Recensione: Cacciatore-Pizzo, Vite senza gloria. Un caso di cronaca nera

Recensione: Cacciatore-Pizzo, Vite senza gloria. Un caso di cronaca neraGloria adesso è oltre il valico. Gabriele è una luce che nutre, quando non abbaglia.

Gloria e Gabriele sono i due protagonisti del romanzo-verità di Giacomo Cacciatore e Giuseppe Pizzo, Vite senza Gloria (edizioni Lema, 2023) che racconta di un tragico caso di cronaca nera avvenuto in Piemonte nel 2016, culminato nell’omicidio di Gloria Rosboch, un’insegnante di 49 anni raggirata e poi assassinata dal suo ex allievo, Gabriele De Filippis, un giovanissimo e scaltro manovratore.

Già dal titolo Vite senza gloria, s’intuisce quale sarà l’epilogo della storia di una donna che si chiama Gloria, ma il cui nome non rispecchia il detto latino in nomen omen.

Lei, infatti, è una donna senza alcuna gloria, paragonabile a un ninnolo semplice, piccolo, solido per compattezza eppure, come lei, fragile alla fiamma di un’improvvisa passione, e poi perduto nella tempesta.

Giacomo Cacciatore, scrittore, e Giuseppe Pizzo, inviato e autore della trasmissione Chi l’ha visto, sono i due autori di questo libro, che non è un romanzo, ma la cui lettura cattura il lettore alla stessa stregua dei romanzi, dove passione e intreccio fortemente emotivo ci fanno cogliere i molteplici aspetti dell’animo umano e riflettere sulla realtà che ci circonda.

 All’interno del libro troviamo, infatti, molti spunti che fanno riflettere sui numerosi casi di femminicidio, dovuti molto spesso, come dicono Cacciatore e Pizzo, all’ingenuità: molto spesso la donna si fa attrarre da uomini che rappresentano una calamita tale da diventare una calamità. A pagina 71, per esempio, viene spiegato il motivo per cui Gloria si era lasciata raggirare dal suo allievo: ciò che lui… le offriva era una calamita potente: un sogno d’amore, d’indipendenza e di libertà.

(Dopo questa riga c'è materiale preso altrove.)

use std::collections::HashMap;
use std::sync::RwLock;

use tracing::debug;

use ledgerkit_core::{EntryId, GrantId, LedgerConfig, TenantId};
use ledgerkit_credits::CreditGrant;
use ledgerkit_ledger::LedgerEntry;

use super::r#trait::{EntryQuery, LedgerStore, LedgerTx, StoreError};

/// Committed state of one tenant.
///
/// `version` is bumped on every committed write and acts as the optimistic
/// concurrency token for the whole tenant.
#[derive(Debug, Default)]
struct TenantData {
    version: u64,
    entries: Vec<LedgerEntry>,
    entry_index: HashMap<EntryId, usize>,
    grants: Vec<CreditGrant>,
    grant_index: HashMap<GrantId, usize>,
}

impl TenantData {
    fn query_entries(&self, query: &EntryQuery) -> Vec<LedgerEntry> {
        self.entries
            .iter()
            .filter(|e| query.matches(e))
            .cloned()
            .collect()
    }

    fn get_entry(&self, id: EntryId) -> Option<LedgerEntry> {
        self.entry_index
            .get(&id)
            .and_then(|idx| self.entries.get(*idx))
            .cloned()
    }

    fn upsert_entry(&mut self, entry: LedgerEntry) {
        match self.entry_index.get(&entry.id).copied() {
            Some(idx) => self.entries[idx] = entry,
            None => {
                self.entry_index.insert(entry.id, self.entries.len());
                self.entries.push(entry);
            }
        }
    }

    fn grants_for_owner(&self, owner_id: &str) -> Vec<CreditGrant> {
        self.grants
            .iter()
            .filter(|g| g.owner_id == owner_id)
            .cloned()
            .collect()
    }

    fn get_grant(&self, id: GrantId) -> Option<CreditGrant> {
        self.grant_index
            .get(&id)
            .and_then(|idx| self.grants.get(*idx))
            .cloned()
    }

    fn upsert_grant(&mut self, grant: CreditGrant) {
        match self.grant_index.get(&grant.id).copied() {
            Some(idx) => self.grants[idx] = grant,
            None => {
                self.grant_index.insert(grant.id, self.grants.len());
                self.grants.push(grant);
            }
        }
    }
}

/// In-memory transactional ledger store.
///
/// Intended for tests/dev. Transactions are optimistic: writes are buffered,
/// and commit succeeds only if no other write landed in the same tenant since
/// the transaction began. Conflicting transactions are re-run up to
/// `max_attempts` times.
#[derive(Debug)]
pub struct InMemoryLedgerStore {
    tenants: RwLock<HashMap<TenantId, TenantData>>,
    max_attempts: u32,
}

impl Default for InMemoryLedgerStore {
    fn default() -> Self {
        Self::with_config(&LedgerConfig::default())
    }
}

impl InMemoryLedgerStore {
    pub fn new() -> Self {
        Self::default()
    }

    pub fn with_config(config: &LedgerConfig) -> Self {
        Self {
            tenants: RwLock::new(HashMap::new()),
            max_attempts: config.max_transaction_attempts.max(1),
        }
    }

    fn read<R>(
        &self,
        tenant_id: TenantId,
        f: impl FnOnce(Option<&TenantData>) -> R,
    ) -> Result<R, StoreError> {
        let tenants = self
            .tenants
            .read()
            .map_err(|_| StoreError::Unavailable("lock poisoned".to_string()))?;
        Ok(f(tenants.get(&tenant_id)))
    }

    fn commit(
        &self,
        tenant_id: TenantId,
        base_version: u64,
        writes: PendingWrites,
    ) -> Result<(), StoreError> {
        if writes.is_empty() {
            return Ok(());
        }

        let mut tenants = self
            .tenants
            .write()
            .map_err(|_| StoreError::Unavailable("lock poisoned".to_string()))?;
        let data = tenants.entry(tenant_id).or_default();

        if data.version != base_version {
            return Err(StoreError::Conflict(format!(
                "tenant {tenant_id} moved from version {base_version} to {}",
                data.version
            )));
        }

        for entry in writes.entries {
            data.upsert_entry(entry);
        }
        for grant in writes.grants {
            data.upsert_grant(grant);
        }
        data.version += 1;
        Ok(())
    }
}

/// Buffered writes, last write per id wins.
#[derive(Debug, Default)]
struct PendingWrites {
    entries: Vec<LedgerEntry>,
    grants: Vec<CreditGrant>,
}

impl PendingWrites {
    fn is_empty(&self) -> bool {
        self.entries.is_empty() && self.grants.is_empty()
    }

    fn entry(&self, id: EntryId) -> Option<&LedgerEntry> {
        self.entries.iter().find(|e| e.id == id)
    }

    fn grant(&self, id: GrantId) -> Option<&CreditGrant> {
        self.grants.iter().find(|g| g.id == id)
    }
}

struct InMemoryTx<'a> {
    store: &'a InMemoryLedgerStore,
    tenant_id: TenantId,
    pending: PendingWrites,
}

impl LedgerTx for InMemoryTx<'_> {
    fn query_entries(&self, query: &EntryQuery) -> Result<Vec<LedgerEntry>, StoreError> {
        let committed = self
            .store
            .read(self.tenant_id, |data| data.map(|d| d.query_entries(query)))?
            .unwrap_or_default();

        let mut entries: Vec<LedgerEntry> = committed
            .into_iter()
            .filter(|e| self.pending.entry(e.id).is_none())
            .collect();
        entries.extend(
            self.pending
                .entries
                .iter()
                .filter(|e| query.matches(e))
                .cloned(),
        );
        Ok(entries)
    }

    fn get_entry(&self, id: EntryId) -> Result<Option<LedgerEntry>, StoreError> {
        if let Some(entry) = self.pending.entry(id) {
            return Ok(Some(entry.clone()));
        }
        self.store.get_entry(self.tenant_id, id)
    }

    fn put_entry(&mut self, entry: LedgerEntry) -> Result<(), StoreError> {
        self.pending.entries.retain(|e| e.id != entry.id);
        self.pending.entries.push(entry);
        Ok(())
    }

    fn grants_for_owner(&self, owner_id: &str) -> Result<Vec<CreditGrant>, StoreError> {
        let committed = self.store.grants_for_owner(self.tenant_id, owner_id)?;

        let mut grants: Vec<CreditGrant> = committed
            .into_iter()
            .filter(|g| self.pending.grant(g.id).is_none())
            .collect();
        grants.extend(
            self.pending
                .grants
                .iter()
                .filter(|g| g.owner_id == owner_id)
                .cloned(),
        );
        Ok(grants)
    }

    fn get_grant(&self, id: GrantId) -> Result<Option<CreditGrant>, StoreError> {
        if let Some(grant) = self.pending.grant(id) {
            return Ok(Some(grant.clone()));
        }
        self.store.get_grant(self.tenant_id, id)
    }

    fn put_grant(&mut self, grant: CreditGrant) -> Result<(), StoreError> {
        self.pending.grants.retain(|g| g.id != grant.id);
        self.pending.grants.push(grant);
        Ok(())
    }
}

impl LedgerStore for InMemoryLedgerStore {
    fn query_entries(
        &self,
        tenant_id: TenantId,
        query: &EntryQuery,
    ) -> Result<Vec<LedgerEntry>, StoreError> {
        Ok(self
            .read(tenant_id, |data| data.map(|d| d.query_entries(query)))?
            .unwrap_or_default())
    }

    fn get_entry(
        &self,
        tenant_id: TenantId,
        id: EntryId,
    ) -> Result<Option<LedgerEntry>, StoreError> {
        self.read(tenant_id, |data| data.and_then(|d| d.get_entry(id)))
    }

    fn grants_for_owner(
        &self,
        tenant_id: TenantId,
        owner_id: &str,
    ) -> Result<Vec<CreditGrant>, StoreError> {
        Ok(self
            .read(tenant_id, |data| data.map(|d| d.grants_for_owner(owner_id)))?
            .unwrap_or_default())
    }

    fn get_grant(
        &self,
        tenant_id: TenantId,
        id: GrantId,
    ) -> Result<Option<CreditGrant>, StoreError> {
        self.read(tenant_id, |data| data.and_then(|d| d.get_grant(id)))
    }

    fn run_in_transaction<T, E, F>(&self, tenant_id: TenantId, mut f: F) -> Result<T, E>
    where
        F: FnMut(&mut dyn LedgerTx) -> Result<T, E>,
        E: From<StoreError>,
    {
        for attempt in 1..=self.max_attempts {
            let base_version = self.read(tenant_id, |data| data.map_or(0, |d| d.version))?;

            let mut tx = InMemoryTx {
                store: self,
                tenant_id,
                pending: PendingWrites::default(),
            };
            let value = f(&mut tx as &mut dyn LedgerTx)?;

            match self.commit(tenant_id, base_version, tx.pending) {
                Ok(()) => return Ok(value),
                Err(StoreError::Conflict(reason)) => {
                    debug!(tenant = %tenant_id, attempt, %reason, "transaction conflict, retrying");
                }
                Err(other) => return Err(other.into()),
            }
        }

        Err(StoreError::Conflict(format!(
            "tenant {tenant_id}: gave up after {} attempts",
            self.max_attempts
        ))
        .into())
    }
}

#[cfg(test)]
mod tests {
    use std::cell::Cell;

    use chrono::Utc;
    use ledgerkit_core::{Currency, Participant};
    use ledgerkit_credits::NewGrant;
    use ledgerkit_ledger::NewEntry;

    use super::*;
    use crate::store::Side;

    fn alice() -> Participant {
        Participant::new("alice", "user")
    }

    fn deposit(test: bool, amount: i64) -> LedgerEntry {
        NewEntry::deposit(alice(), Currency::Usd, amount)
            .prepare(test, Utc::now())
            .unwrap()
            .entry
    }

    fn insert(store: &InMemoryLedgerStore, tenant_id: TenantId, entry: LedgerEntry) {
        store
            .run_in_transaction(tenant_id, |tx| tx.put_entry(entry.clone()))
            .unwrap();
    }

    #[test]
    fn committed_entries_are_queryable() {
        let store = InMemoryLedgerStore::new();
        let tenant_id = TenantId::new();
        let entry = deposit(false, 100);
        insert(&store, tenant_id, entry.clone());

        let query = EntryQuery::new(false, alice(), Side::Destination);
        assert_eq!(store.query_entries(tenant_id, &query).unwrap(), vec![entry.clone()]);
        assert_eq!(store.get_entry(tenant_id, entry.id).unwrap(), Some(entry));
    }

    #[test]
    fn queries_respect_tenant_partition_and_side() {
        let store = InMemoryLedgerStore::new();
        let tenant_id = TenantId::new();
        insert(&store, tenant_id, deposit(false, 100));
        insert(&store, tenant_id, deposit(true, 5));

        let live = EntryQuery::new(false, alice(), Side::Destination);
        let test = EntryQuery::new(true, alice(), Side::Destination);
        let as_source = EntryQuery::new(false, alice(), Side::Source);

        assert_eq!(store.query_entries(tenant_id, &live).unwrap().len(), 1);
        assert_eq!(store.query_entries(tenant_id, &test).unwrap()[0].amount, 5);
        assert!(store.query_entries(tenant_id, &as_source).unwrap().is_empty());
        assert!(store.query_entries(TenantId::new(), &live).unwrap().is_empty());
    }

    #[test]
    fn either_side_query_returns_each_entry_once() {
        let store = InMemoryLedgerStore::new();
        let tenant_id = TenantId::new();
        let bob = Participant::new("bob", "user");
        let transfer = NewEntry::transfer(alice(), bob.clone(), Currency::Usd, 30)
            .prepare(false, Utc::now())
            .unwrap()
            .entry;
        insert(&store, tenant_id, deposit(false, 100));
        insert(&store, tenant_id, transfer.clone());

        let alice_any = EntryQuery::new(false, alice(), Side::Either);
        let bob_any = EntryQuery::new(false, bob, Side::Either);
        assert_eq!(store.query_entries(tenant_id, &alice_any).unwrap().len(), 2);
        assert_eq!(store.query_entries(tenant_id, &bob_any).unwrap(), vec![transfer]);
    }

    #[test]
    fn failed_transaction_writes_nothing() {
        let store = InMemoryLedgerStore::new();
        let tenant_id = TenantId::new();
        let entry = deposit(false, 100);

        let result: Result<(), StoreError> = store.run_in_transaction(tenant_id, |tx| {
            tx.put_entry(entry.clone())?;
            Err(StoreError::Unavailable("aborted".to_string()))
        });
        assert!(result.is_err());
        assert_eq!(store.get_entry(tenant_id, entry.id).unwrap(), None);
    }

    #[test]
    fn transaction_reads_its_own_writes() {
        let store = InMemoryLedgerStore::new();
        let tenant_id = TenantId::new();
        let entry = deposit(false, 100);
        let grant = NewGrant::new("alice", 50)
            .into_grant(Currency::Usd, Utc::now())
            .unwrap();

        store
            .run_in_transaction(tenant_id, |tx| {
                tx.put_entry(entry.clone())?;
                tx.put_grant(grant.clone())?;
                let query = EntryQuery::new(false, alice(), Side::Destination);
                assert_eq!(tx.query_entries(&query)?.len(), 1);
                assert_eq!(tx.get_entry(entry.id)?, Some(entry.clone()));
                assert_eq!(tx.grants_for_owner("alice")?, vec![grant.clone()]);
                Ok::<_, StoreError>(())
            })
            .unwrap();
    }

    #[test]
    fn overwritten_entry_is_not_duplicated_in_queries() {
        let store = InMemoryLedgerStore::new();
        let tenant_id = TenantId::new();
        let entry = deposit(false, 100);
        insert(&store, tenant_id, entry.clone());

        let mut updated = entry.clone();
        updated.notes = Some("annotated".to_string());
        store
            .run_in_transaction(tenant_id, |tx| {
                tx.put_entry(updated.clone())?;
                let query = EntryQuery::new(false, alice(), Side::Destination);
                let seen = tx.query_entries(&query)?;
                assert_eq!(seen, vec![updated.clone()]);
                Ok::<_, StoreError>(())
            })
            .unwrap();

        assert_eq!(store.get_entry(tenant_id, entry.id).unwrap(), Some(updated));
    }

    #[test]
    fn conflicting_commit_is_retried() {
        let store = InMemoryLedgerStore::new();
        let tenant_id = TenantId::new();
        let attempts = Cell::new(0);
        let ours = deposit(false, 1);

        store
            .run_in_transaction(tenant_id, |tx| {
                attempts.set(attempts.get() + 1);
                if attempts.get() == 1 {
                    // Another writer commits while this transaction is open.
                    insert(&store, tenant_id, deposit(false, 7));
                }
                tx.put_entry(ours.clone())
            })
            .unwrap();

        assert_eq!(attempts.get(), 2);
        let query = EntryQuery::new(false, alice(), Side::Destination);
        assert_eq!(store.query_entries(tenant_id, &query).unwrap().len(), 2);
    }

    #[test]
    fn conflict_surfaces_after_retry_budget() {
        let config = LedgerConfig::default().with_max_transaction_attempts(2);
        let store = InMemoryLedgerStore::with_config(&config);
        let tenant_id = TenantId::new();
        let attempts = Cell::new(0);

        let result = store.run_in_transaction(tenant_id, |tx| {
            attempts.set(attempts.get() + 1);
            insert(&store, tenant_id, deposit(false, 7));
            tx.put_entry(deposit(false, 1))
        });

        assert!(matches!(result, Err(StoreError::Conflict(_))));
        assert_eq!(attempts.get(), 2);
    }

    #[test]
    fn read_only_transactions_never_conflict() {
        let store = InMemoryLedgerStore::new();
        let tenant_id = TenantId::new();
        let attempts = Cell::new(0);

        store
            .run_in_transaction(tenant_id, |tx| {
                attempts.set(attempts.get() + 1);
                insert(&store, tenant_id, deposit(false, 7));
                tx.get_entry(EntryId::new()).map(|_| ())
            })
            .unwrap();

        assert_eq!(attempts.get(), 1);
    }
}
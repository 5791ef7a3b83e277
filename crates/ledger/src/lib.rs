//! Ledger domain: entries, holds and the balance tally.
//!
//! Pure domain logic only: no IO, no persistence concerns. Reading and writing
//! entries happens in `ledgerkit-infra`, which calls into this crate for every
//! decision.

pub mod entry;
pub mod hold;
pub mod tally;

pub use entry::{EntryKind, LedgerEntry, NewEntry, PreparedEntry};
pub use hold::{NewHold, release};
pub use tally::{BalanceSnapshot, CurrencyTally, Tally};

Gloria viene definita adolescente cresciuta solo per l’anagrafe ed è per questo che, nonostante l’età, rimane incapace di accorgersi del male del mondo e svanita la borsa, svaniti i soldi, svanito il sogno, è rimasta una Gloria senza gloria, come ci suggerisce l’eloquente titolo di questo libro, la cui lettura andrebbe suggerita soprattutto nelle scuole, per mettere in guardia le giovani adolescenti sui pericoli a cui potrebbero andare incontro se dovessero trovarsi a incontrare persone come Gabriele, che  di cuori spezzati, per amore e per soldi, ha disseminato il proprio percorso.